Overview
The Citizens' House is a large-scale experiment in non-plutocratic governance (opens new window) and retroactive funding of public goods. The Citizens’ House will work alongside the Token House to govern the Optimism Collective.
In its first stage, the Citizens’ House is solely responsible for voting on retroactive public goods funding (RetroPGF). The initial set of Citizens in this stage is determined by (a) criteria set by the Optimism Foundation and (b) a special election from the Token House. During this bootstrapping phase, the Optimism Foundation will determine the scope and amount of each funding round, as well as administer the voting process. Holding a voting badge in this initial set of Citizens does not guarantee permanent citizenship or voting rights in all future rounds of RetroPGF.
In future stages, the Citizens’ House role will expand. For example, in addition to voting on RetroPGF funding, the Citizens’ House will work alongside the Token House to govern allocation of protocol profit, collaborate on criteria for participation in the Citizens’ House, and engage in a system of checks and balances to enforce the Collective’s Codes of Conduct.
Funding for RetroPGF can come from:
- 20% of the initial OP supply
- Redeployment of some profit generated by the Optimism protocol
Many values-aligned projects on Optimism have also chosen to contribute a portion of their revenue to retroPGF. If your project wants to contribute funds, you can send ETH, ERC-20 tokens, or NFTs to the ENS address retroPGF.eth. It is supported on Optimism (opens new window) as well as Ethereum mainnet (opens new window). Everything donated retroPGF.eth will be allocated to a RetroPGF round.

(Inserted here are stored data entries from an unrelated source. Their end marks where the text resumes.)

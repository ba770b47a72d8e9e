use std::path::{Path, PathBuf};

use serde::de::DeserializeOwned;
use serde::Deserialize;

use crate::error::{ConfigError, Result};

#[derive(Debug, Clone, Deserialize)]
#[serde(rename_all = "snake_case")]
pub struct ChannelConfig {
    pub channel: ChannelSection,
    pub paths: PathsSection,
    pub schedule: ScheduleSection,
    pub ffmpeg: FfmpegSection,
    pub weather: WeatherSection,
}

impl ChannelConfig {
    pub fn resolve_path<P: AsRef<Path>>(&self, candidate: P) -> PathBuf {
        let path = candidate.as_ref();
        if path.is_absolute() {
            path.to_path_buf()
        } else {
            Path::new(&self.paths.base_dir).join(path)
        }
    }
}

#[derive(Debug, Clone, Deserialize)]
pub struct ChannelSection {
    pub name: String,
    pub resolution: String,
}

#[derive(Debug, Clone, Deserialize)]
pub struct PathsSection {
    pub base_dir: String,
    pub video_root: String,
    pub output_dir: String,
    /// Recurring-event calendar file. Absent means calendar-less rotation.
    pub calendar: Option<String>,
    /// Remote source for the calendar file, refreshed on every rebuild.
    pub calendar_url: Option<String>,
    pub overlay_image: String,
    pub font: String,
    pub weather_file: String,
}

#[derive(Debug, Clone, Deserialize)]
pub struct ScheduleSection {
    pub length: usize,
    pub ad_every: usize,
    pub ad_category: String,
    pub categories: Vec<String>,
    pub low_watermark: usize,
}

#[derive(Debug, Clone, Deserialize)]
pub struct FfmpegSection {
    pub binary: String,
    pub ffprobe: String,
    pub log_level: String,
    pub hls_time: f64,
    pub hls_list_size: u32,
    pub segment_wrap: u32,
}

#[derive(Debug, Clone, Deserialize)]
pub struct WeatherSection {
    pub enabled: bool,
    pub url: String,
}

pub fn load_channel_config<P: AsRef<Path>>(path: P) -> Result<ChannelConfig> {
    load_toml(path)
}

fn load_toml<T, P>(path: P) -> Result<T>
where
    T: DeserializeOwned,
    P: AsRef<Path>,
{
    let path = path.as_ref();
    let content = std::fs::read_to_string(path).map_err(|source| ConfigError::Io {
        source,
        path: path.to_path_buf(),
    })?;
    toml::from_str(&content).map_err(|source| ConfigError::Parse {
        source,
        path: path.to_path_buf(),
    })
}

What is described here is an initial experiment for RetroPGF 2. The specifics of this system will evolve as the Collective grows.
# How RetroPGF Works
RetroPGF stands for Retroactive Public Goods Funding. This is a series of experiments where members of the Citizens’ House allocate protocol profits or portions of the token treasury to projects they deem have provided substantial public good along certain criteria.
RetroPGF is based on the idea that it’s easier to determine what was useful than to issue proactive grants for what might be useful.
In each round of RetroPGF, Citizens vote on how to allocate funding looking backwards over a prescribed time period. These rewards create strong incentives for people to build public goods that benefit the Optimism Collective. The aggregate effect is an ecosystem that is easier to build on, learn about, and connect to, in turn driving application usage and generating more demand for blockspace. By funding public goods sustainably, the Collective can create a rich ecosystem and a better economy.
RetroPGF also provides possible exit liquidity for public goods projects, which opens up a market for early investment in those projects. This means builders can:
- Be compensated for their positive contributions without generating direct revenue
- Raise capital to bootstrap based on the early potential and promise of their project
RetroPGF is core to Optimism’s value of impact = profit
: the idea that that positive impact to the collective should be rewarded with profit to the individual.
In 2021, Optimism ran its first round of RetroPGF (opens new window). Community members voted to distribute $1 million across 58 open source software projects.
RetroPGF 2 takes place in Jan 2023. Read more here.
# A Commitment to Experimentation
RetroPGF is a longterm bet to build the future Optimists want to see. The Collective will conduct regular rounds of RetroPGF, each different from the last. This is an emergent process that will take community participation to grow and prune.
RetroPGF has three core components, each with substantial surface area for experimentation.
- Impact scoping: what should the Collective fund? How is it defined and decided on?
- Impact scoring: how does the Citizens’ House evaluate impact? What units, process, or tools do we use?
- Impact settlement: how does voting work?
For the first several rounds of RetroPGF, the Optimism Foundation will decide on scope and voting mechanics with input from the community. Eventually the set of variables around what to fund, how much to fund, and how to vote will be up to the Citizens’ House, with checks and balances from the Token House.
Over time, the Collective aims to expand the scope of RetroPGF to support the production of public goods beyond the immediate Optimism ecosystem. To get there, we must refine the tools and processes used for RetroPGF based on regular experimentation.